BEGIN Dataset entries

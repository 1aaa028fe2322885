//! Subscriber setup for the generator binary
//!
//! Library code only emits `tracing` events. The binary picks a verbosity from its
//! flags and installs a subscriber through [`LoggingConfig`]: human-readable output on
//! stderr, plus an optional daily-rolling JSON file of the same events.

use std::io;
use std::path::PathBuf;
use tracing::{debug, Level};
use tracing_appender::non_blocking::WorkerGuard;
use tracing_appender::{non_blocking, rolling};
use tracing_subscriber::{
    fmt::{self, format::FmtSpan},
    layer::SubscriberExt,
    util::SubscriberInitExt,
    EnvFilter, Layer, Registry,
};

/// Rolling log files are named `<prefix>.<date>`
pub const LOG_FILE_PREFIX: &str = "medscheduler";

/// Failure to build the filter or install the global subscriber
pub type LoggingInitError = Box<dyn std::error::Error + Send + Sync>;

/// How generator runs report progress
#[derive(Debug, Clone, PartialEq, Eq)]
pub struct LoggingConfig {
    /// Most verbose level shown for this crate
    pub level: Level,
    /// Emit console lines as JSON objects
    pub json_console: bool,
    /// Mirror events into rolling JSON files here
    pub log_dir: Option<PathBuf>,
    /// Report pipeline stage spans with their durations when they close
    pub stage_timings: bool,
}

impl Default for LoggingConfig {
    fn default() -> Self {
        Self {
            level: Level::WARN,
            json_console: false,
            log_dir: None,
            stage_timings: false,
        }
    }
}

impl LoggingConfig {
    /// Warnings only, compact console output, no file sink
    pub fn new() -> Self {
        Self::default()
    }

    /// Verbosity for the `--verbose` / `--debug` flag pair.
    ///
    /// Quiet runs only show warnings (reference-table fallbacks, rebookings with no
    /// free slot). Debug additionally times every pipeline stage.
    pub fn from_flags(verbose: bool, debug: bool) -> Self {
        if debug {
            Self::new().with_level(Level::DEBUG).with_stage_timings()
        } else if verbose {
            Self::new().with_level(Level::INFO)
        } else {
            Self::new()
        }
    }

    /// Set the most verbose level shown
    pub fn with_level(mut self, level: Level) -> Self {
        self.level = level;
        self
    }

    /// Emit console lines as JSON objects
    pub fn with_json_console(mut self) -> Self {
        self.json_console = true;
        self
    }

    /// Also write daily-rolling JSON files into `dir`
    pub fn with_log_dir(mut self, dir: impl Into<PathBuf>) -> Self {
        self.log_dir = Some(dir.into());
        self
    }

    /// Log each pipeline stage span with its duration when it closes
    pub fn with_stage_timings(mut self) -> Self {
        self.stage_timings = true;
        self
    }

    /// `RUST_LOG` wins over the configured level when it is set and parses.
    fn filter(&self) -> EnvFilter {
        EnvFilter::try_from_default_env().unwrap_or_else(|_| {
            EnvFilter::new(format!("{}={}", env!("CARGO_PKG_NAME"), self.level))
        })
    }

    fn span_events(&self) -> FmtSpan {
        if self.stage_timings {
            FmtSpan::CLOSE
        } else {
            FmtSpan::NONE
        }
    }

    /// Install the global subscriber.
    ///
    /// Keep the returned guard alive until exit; dropping it flushes the file writer.
    pub fn init(self) -> Result<Option<WorkerGuard>, LoggingInitError> {
        let console = if self.json_console {
            fmt::layer()
                .json()
                .with_writer(io::stderr)
                .with_span_events(self.span_events())
                .boxed()
        } else {
            fmt::layer()
                .compact()
                .with_writer(io::stderr)
                .with_target(false)
                .with_span_events(self.span_events())
                .boxed()
        };

        let mut guard = None;
        let file = self.log_dir.as_ref().map(|dir| {
            let (writer, flush_guard) = non_blocking(rolling::daily(dir, LOG_FILE_PREFIX));
            guard = Some(flush_guard);
            fmt::layer()
                .json()
                .with_writer(writer)
                .with_span_events(self.span_events())
                .boxed()
        });

        Registry::default()
            .with(self.filter())
            .with(console)
            .with(file)
            .try_init()?;

        debug!(level = %self.level, log_dir = ?self.log_dir, "Logging ready");
        Ok(guard)
    }
}

/// Event tagged with the pipeline stage that emitted it
#[macro_export]
macro_rules! stage_event {
    ($level:ident, $stage:expr, $message:expr, $($key:ident = $value:expr),* $(,)?) => {
        tracing::$level!(stage = $stage, $($key = $value,)* "{}", $message);
    };
    ($level:ident, $stage:expr, $message:expr) => {
        tracing::$level!(stage = $stage, "{}", $message);
    };
}
//! Pipeline orchestration, reporting and error handling
//!
//! # Overview
//!
//! - **AppointmentScheduler**: owns the configuration, the random generator and the
//!   slot, appointment and patient tables, and runs the stages in order
//! - **SlotSummary** / **AppointmentStatistics**: structured reports over finished tables
//! - **export**: CSV writers and readers for the three tables
//! - **SchedulerError**: the crate's error type
//! - **LoggingConfig**: tracing subscriber setup
//!
//! # Usage Example
//!
//! ```rust
//! use medscheduler::simulation::AppointmentScheduler;
//! use medscheduler::types::SchedulerConfig;
//!
//! let config = SchedulerConfig {
//!     date_ranges: vec![("2024-01-01".into(), "2024-02-29".into())],
//!     ref_date: "2024-02-01".into(),
//!     seed: Some(42),
//!     ..Default::default()
//! };
//! let mut scheduler = AppointmentScheduler::new(config).unwrap();
//! scheduler.generate().unwrap();
//! assert!(!scheduler.appointments().is_empty());
//! ```

pub mod error;
pub mod export;
pub mod logging;
pub mod scheduler;
pub mod summary;

pub use error::*;
pub use logging::*;
pub use scheduler::*;
pub use summary::*;
/// JSON field readers that separate wrong kinds (type errors) from bad shapes (value errors)
mod json {
    use super::*;

    fn kind(value: &Value) -> &'static str {
        match value {
            Value::Null => "null",
            Value::Bool(_) => "boolean",
            Value::Number(_) => "number",
            Value::String(_) => "string",
            Value::Array(_) => "array",
            Value::Object(_) => "object",
        }
    }

    fn wrong_kind(key: &str, expected: &str, value: &Value) -> SchedulerError {
        SchedulerError::type_error(format!("{key} must be {expected}, got {}", kind(value)))
    }

    pub(super) fn number(key: &str, value: &Value) -> SchedulerResult<f64> {
        value.as_f64().ok_or_else(|| wrong_kind(key, "a number", value))
    }

    pub(super) fn integer(key: &str, value: &Value) -> SchedulerResult<i64> {
        value.as_i64().ok_or_else(|| wrong_kind(key, "an integer", value))
    }

    pub(super) fn boolean(key: &str, value: &Value) -> SchedulerResult<bool> {
        value.as_bool().ok_or_else(|| wrong_kind(key, "a boolean", value))
    }

    pub(super) fn string(key: &str, value: &Value) -> SchedulerResult<String> {
        value
            .as_str()
            .map(str::to_string)
            .ok_or_else(|| wrong_kind(key, "a string", value))
    }

    pub(super) fn seed(value: &Value) -> SchedulerResult<Option<u64>> {
        match value {
            Value::Null => Ok(None),
            Value::Number(n) => match (n.as_u64(), n.as_i64()) {
                (Some(seed), _) => Ok(Some(seed)),
                (None, Some(negative)) => Err(SchedulerError::value_error(format!(
                    "seed must be non-negative, got {negative}"
                ))),
                _ => Err(wrong_kind("seed", "an integer", value)),
            },
            other => Err(wrong_kind("seed", "an integer or null", other)),
        }
    }

    pub(super) fn date_spec(key: &str, value: &Value) -> SchedulerResult<DateSpec> {
        value
            .as_str()
            .map(DateSpec::from)
            .ok_or_else(|| wrong_kind(key, "a date string", value))
    }

    pub(super) fn date_ranges(value: &Value) -> SchedulerResult<Vec<(DateSpec, DateSpec)>> {
        let ranges = value
            .as_array()
            .ok_or_else(|| wrong_kind("date_ranges", "a list of [start, end] pairs", value))?;
        ranges
            .iter()
            .map(|pair| match pair.as_array().map(Vec::as_slice) {
                Some([start, end]) => Ok((
                    date_spec("date_ranges", start)?,
                    date_spec("date_ranges", end)?,
                )),
                _ => Err(SchedulerError::value_error(
                    "date_ranges entries must be [start, end] pairs",
                )),
            })
            .collect()
    }

    pub(super) fn working_days(value: &Value) -> SchedulerResult<Vec<i64>> {
        let days = value.as_array().ok_or_else(|| {
            SchedulerError::value_error(format!(
                "working_days must be a list of weekday indices, got {}",
                kind(value)
            ))
        })?;
        days.iter().map(|day| integer("working_days", day)).collect()
    }

    fn hour_spec(value: &Value) -> SchedulerResult<HourSpec> {
        match value {
            Value::Number(n) => match n.as_i64() {
                Some(hour) => Ok(HourSpec::Hour(hour)),
                None => Ok(HourSpec::Decimal(n.as_f64().unwrap_or(f64::NAN))),
            },
            Value::String(text) => Ok(HourSpec::Text(text.clone())),
            other => Err(wrong_kind("working_hours", "an hour number or string", other)),
        }
    }

    /// Accepts one `[start, end]` pair or a list of pairs
    pub(super) fn working_hours(value: &Value) -> SchedulerResult<Vec<(HourSpec, HourSpec)>> {
        let items = value
            .as_array()
            .ok_or_else(|| wrong_kind("working_hours", "a [start, end] pair or a list of pairs", value))?;
        let is_single_pair = items.len() == 2 && items.iter().all(|v| !v.is_array());
        if is_single_pair {
            return Ok(vec![(hour_spec(&items[0])?, hour_spec(&items[1])?)]);
        }
        items
            .iter()
            .map(|pair| match pair.as_array().map(Vec::as_slice) {
                Some([start, end]) => Ok((hour_spec(start)?, hour_spec(end)?)),
                _ => Err(SchedulerError::value_error(
                    "working_hours entries must be [start, end] pairs",
                )),
            })
            .collect()
    }

    pub(super) fn number_map(key: &str, value: &Value) -> SchedulerResult<BTreeMap<String, f64>> {
        let object = value.as_object().ok_or_else(|| wrong_kind(key, "an object", value))?;
        object
            .iter()
            .map(|(k, v)| Ok((k.clone(), number(key, v)?)))
            .collect()
    }

    pub(super) fn weight_map(key: &str, value: &Value) -> SchedulerResult<Option<BTreeMap<u32, f64>>> {
        if value.is_null() {
            return Ok(None);
        }
        let raw = number_map(key, value)?;
        let mut weights = BTreeMap::new();
        for (k, v) in raw {
            let index: u32 = k.trim().parse().map_err(|_| {
                SchedulerError::value_error(format!("{key} keys must be integers, got '{k}'"))
            })?;
            weights.insert(index, v);
        }
        Ok(Some(weights))
    }

    pub(super) fn age_table(value: &Value) -> SchedulerResult<Option<Vec<AgeSexBand>>> {
        if value.is_null() {
            return Ok(None);
        }
        let rows = value
            .as_array()
            .ok_or_else(|| wrong_kind("age_gender_probs", "a list of rows", value))?;
        rows.iter()
            .map(|row| {
                let object = row
                    .as_object()
                    .ok_or_else(|| wrong_kind("age_gender_probs", "a list of objects", row))?;
                let field = |name: &str| {
                    object.get(name).ok_or_else(|| {
                        SchedulerError::value_error(format!(
                            "age_gender_probs row is missing column '{name}'"
                        ))
                    })
                };
                Ok(AgeSexBand::new(
                    string("age_yrs", field("age_yrs")?)?,
                    number("total_female", field("total_female")?)?,
                    number("total_male", field("total_male")?)?,
                ))
            })
            .collect::<SchedulerResult<Vec<_>>>()
            .map(Some)
    }
}
use std::env;

/// Load .env file (silently ignores if missing).
pub fn load_dotenv() {
    dotenvy::dotenv().ok();
}

fn env_opt(key: &str) -> Option<String> {
    env::var(key).ok().filter(|s| !s.is_empty())
}

fn env_bool(key: &str, default: bool) -> bool {
    match env_opt(key).as_deref().map(str::to_ascii_lowercase).as_deref() {
        Some("1" | "true" | "yes" | "on") => true,
        Some("0" | "false" | "no" | "off") => false,
        _ => default,
    }
}

// ── Top-level config ──────────────────────────────────────────

/// Process-level settings. Only ambient concerns live here: extraction and
/// chunking behave identically regardless of the environment.
#[derive(Debug, Clone)]
pub struct Config {
    pub log: LogConfig,
}

impl Config {
    /// Build config from environment variables (call `load_dotenv()` first).
    pub fn from_env() -> Self {
        Self {
            log: LogConfig::from_env(),
        }
    }

    /// Print a summary for startup logs.
    pub fn log_summary(&self) {
        tracing::debug!(filter = %self.log.filter, ansi = self.log.ansi, "config loaded");
    }
}

// ── Logging ───────────────────────────────────────────────────

pub const DEFAULT_LOG_FILTER: &str = "warn";

#[derive(Debug, Clone)]
pub struct LogConfig {
    /// `tracing_subscriber::EnvFilter` directive.
    pub filter: String,
    /// Colored output on stderr.
    pub ansi: bool,
}

impl Default for LogConfig {
    fn default() -> Self {
        Self {
            filter: DEFAULT_LOG_FILTER.to_string(),
            ansi: false,
        }
    }
}

impl LogConfig {
    /// `DOCCHUNK_LOG` wins over `RUST_LOG`; both fall back to `warn`.
    fn from_env() -> Self {
        let filter = env_opt("DOCCHUNK_LOG")
            .or_else(|| env_opt("RUST_LOG"))
            .unwrap_or_else(|| DEFAULT_LOG_FILTER.to_string());
        Self {
            filter,
            ansi: env_bool("DOCCHUNK_LOG_ANSI", false),
        }
    }
}
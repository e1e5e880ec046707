use std::path::Path;

use super::{ExtractionError, PdfPages};

/// `pdf-extract` backed page reader.
#[derive(Debug, Clone, Copy, Default)]
pub struct PdfExtractPages;

impl PdfPages for PdfExtractPages {
    fn pages(&self, path: &Path) -> Result<Vec<Option<String>>, ExtractionError> {
        let bytes = std::fs::read(path).map_err(|e| ExtractionError::file_access(path, e))?;

        let pages = pdf_extract::extract_text_from_mem_by_pages(&bytes)
            .map_err(|e| ExtractionError::Pdf(e.to_string()))?;

        let pages: Vec<Option<String>> = pages.into_iter().map(normalize_page).collect();
        if pages.iter().all(Option::is_none) {
            // Scanned/image-only PDFs come back blank; there is no OCR fallback.
            tracing::warn!(path = %path.display(), "no text could be extracted from PDF");
        }
        Ok(pages)
    }
}

/// `pdf-extract` pads each page with layout newlines; strip them so a page
/// carries only its own text. A page left blank has no text.
fn normalize_page(text: String) -> Option<String> {
    let trimmed = text.trim();
    (!trimmed.is_empty()).then(|| trimmed.to_string())
}

/// Concatenate page texts in order, each followed by a newline. Pages with no
/// text contribute nothing.
pub fn join_pages<I>(pages: I) -> String
where
    I: IntoIterator<Item = Option<String>>,
{
    let mut text = String::new();
    for page in pages.into_iter().flatten() {
        if page.is_empty() {
            continue;
        }
        text.push_str(&page);
        text.push('\n');
    }
    text
}

#[cfg(test)]
mod tests {
    use super::*;

    fn pages(items: &[Option<&str>]) -> Vec<Option<String>> {
        items.iter().map(|p| p.map(str::to_string)).collect()
    }

    #[test]
    fn joins_in_page_order() {
        assert_eq!(join_pages(pages(&[Some("Hello"), Some("World")])), "Hello\nWorld\n");
    }

    #[test]
    fn skips_missing_and_empty_pages() {
        assert_eq!(join_pages(pages(&[None, Some(""), Some("Only")])), "Only\n");
    }

    #[test]
    fn whitespace_only_page_is_kept() {
        // Only truly empty pages are dropped.
        assert_eq!(join_pages(pages(&[Some(" "), Some("x")])), " \nx\n");
    }

    #[test]
    fn page_text_is_not_trimmed() {
        assert_eq!(join_pages(pages(&[Some("a\n")])), "a\n\n");
    }

    #[test]
    fn layout_padding_is_stripped() {
        assert_eq!(normalize_page("\n\nHello".to_string()).as_deref(), Some("Hello"));
        assert_eq!(normalize_page("\n\nTwo\nlines \n".to_string()).as_deref(), Some("Two\nlines"));
    }

    #[test]
    fn blank_page_has_no_text() {
        assert_eq!(normalize_page(String::new()), None);
        assert_eq!(normalize_page("\n\n \x0c".to_string()), None);
    }

    #[test]
    fn no_pages_yields_empty_text() {
        assert_eq!(join_pages(Vec::new()), "");
    }

    #[test]
    fn missing_file_reports_path() {
        let err = PdfExtractPages
            .pages(Path::new("/no/such/dir/report.pdf"))
            .unwrap_err();
        assert!(matches!(err, ExtractionError::FileAccess { .. }));
        assert!(err.to_string().contains("report.pdf"));
    }

    #[test]
    fn garbage_bytes_are_a_parser_error() {
        let dir = tempfile::tempdir().unwrap();
        let path = dir.path().join("broken.pdf");
        std::fs::write(&path, b"this is not a pdf at all").unwrap();

        let err = PdfExtractPages.pages(&path).unwrap_err();
        assert_eq!(err.kind(), "parser");
    }
}
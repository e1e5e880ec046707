use std::path::PathBuf;

use clap::Parser;

/// Extract text from a PDF, Word or plain-text file and split it into
/// overlapping chunks.
///
/// Prints one JSON object `{"text": ..., "chunks": [{"index", "content"}, ...]}`
/// to stdout. Logs and errors go to stderr.
#[derive(Parser, Debug)]
#[command(name = "docchunk", version, about)]
pub struct CliArgs {
    /// Path of the document to read.
    pub file_path: PathBuf,

    /// MIME type of the document, e.g. `application/pdf` or `text/plain`.
    pub mime_type: String,
}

END Dataset entries

Set down, exactly as they stand above, the lines starting with the line with "list of weekday" and going on through the line with "Value::Number(n) => match n.as_i64()", and no others.

                "working_days must be a list of weekday indices, got {}",
                kind(value)
            ))
        })?;
        days.iter().map(|day| integer("working_days", day)).collect()
    }

    fn hour_spec(value: &Value) -> SchedulerResult<HourSpec> {
        match value {
            Value::Number(n) => match n.as_i64() {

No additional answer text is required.